• [Records from a dataset]
--------------------
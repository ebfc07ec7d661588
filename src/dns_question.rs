//! Question section entries: a name followed by 16-bit type and class.

use bytes::BufMut;

use crate::dns_name::Name;
use crate::dns_types::{RecordClass, RecordType};
use crate::error::{DecodeError, EncodeError};
use crate::wire::{read_u16, WireDecode, WireEncode};

#[derive(Debug, Clone, PartialEq, Eq)]
pub struct Question {
    pub name: Name,
    pub record_type: RecordType,
    pub record_class: RecordClass,
}

impl Question {
    pub fn new(name: Name, record_type: RecordType, record_class: RecordClass) -> Self {
        Question {
            name,
            record_type,
            record_class,
        }
    }
}

impl WireEncode for Question {
    fn encode<B: BufMut>(&self, out: &mut B) -> Result<(), EncodeError> {
        self.name.encode(out)?;
        out.put_u16(self.record_type.to_u16());
        out.put_u16(self.record_class.to_u16());
        Ok(())
    }
}

impl WireDecode for Question {
    fn decode(buf: &[u8], offset: usize) -> Result<(Self, usize), DecodeError> {
        let (name, pos) = Name::decode(buf, offset)?;
        let record_type = RecordType::from_u16(read_u16(buf, pos)?);
        let record_class = RecordClass::from_u16(read_u16(buf, pos + 2)?);
        Ok((
            Question {
                name,
                record_type,
                record_class,
            },
            pos + 4,
        ))
    }
}
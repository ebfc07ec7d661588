mod dns_header;
mod dns_message;
mod dns_name;
mod dns_question;
mod dns_record;
mod dns_types;
mod error;
mod local;
mod server;
mod wire;

use std::net::SocketAddr;

use anyhow::Context;
use clap::Parser;
use tracing_subscriber::EnvFilter;

use crate::dns_record::RecordData;
use crate::server::DnsServer;

#[derive(Parser, Debug)]
#[command(name = "nanodns", about = "DNS server answering every A query with one address")]
struct Args {
    /// Address and port to listen on
    #[arg(long, default_value = "127.0.0.1:2053")]
    bind: SocketAddr,

    /// IPv4 address returned for every A question
    #[arg(long, default_value = "8.8.8.8")]
    answer: String,

    /// TTL in seconds for the answers
    #[arg(long, default_value_t = 60)]
    ttl: u32,
}

fn main() -> anyhow::Result<()> {
    tracing_subscriber::fmt()
        .with_env_filter(EnvFilter::try_from_default_env().unwrap_or_else(|_| "info".into()))
        .init();

    let args = Args::parse();

    // Run the answer address through the codec's own validation so a typo
    // fails here with the codec's error, not at the first query.
    let RecordData::A(answer) = RecordData::a_from_str(&args.answer)
        .with_context(|| format!("invalid --answer address {:?}", args.answer))?;

    let server = DnsServer::bind(args.bind, answer, args.ttl)?;
    server.run()
}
--------------------
In the entries above, count the lines that include "derive" and write nothing but that number.

2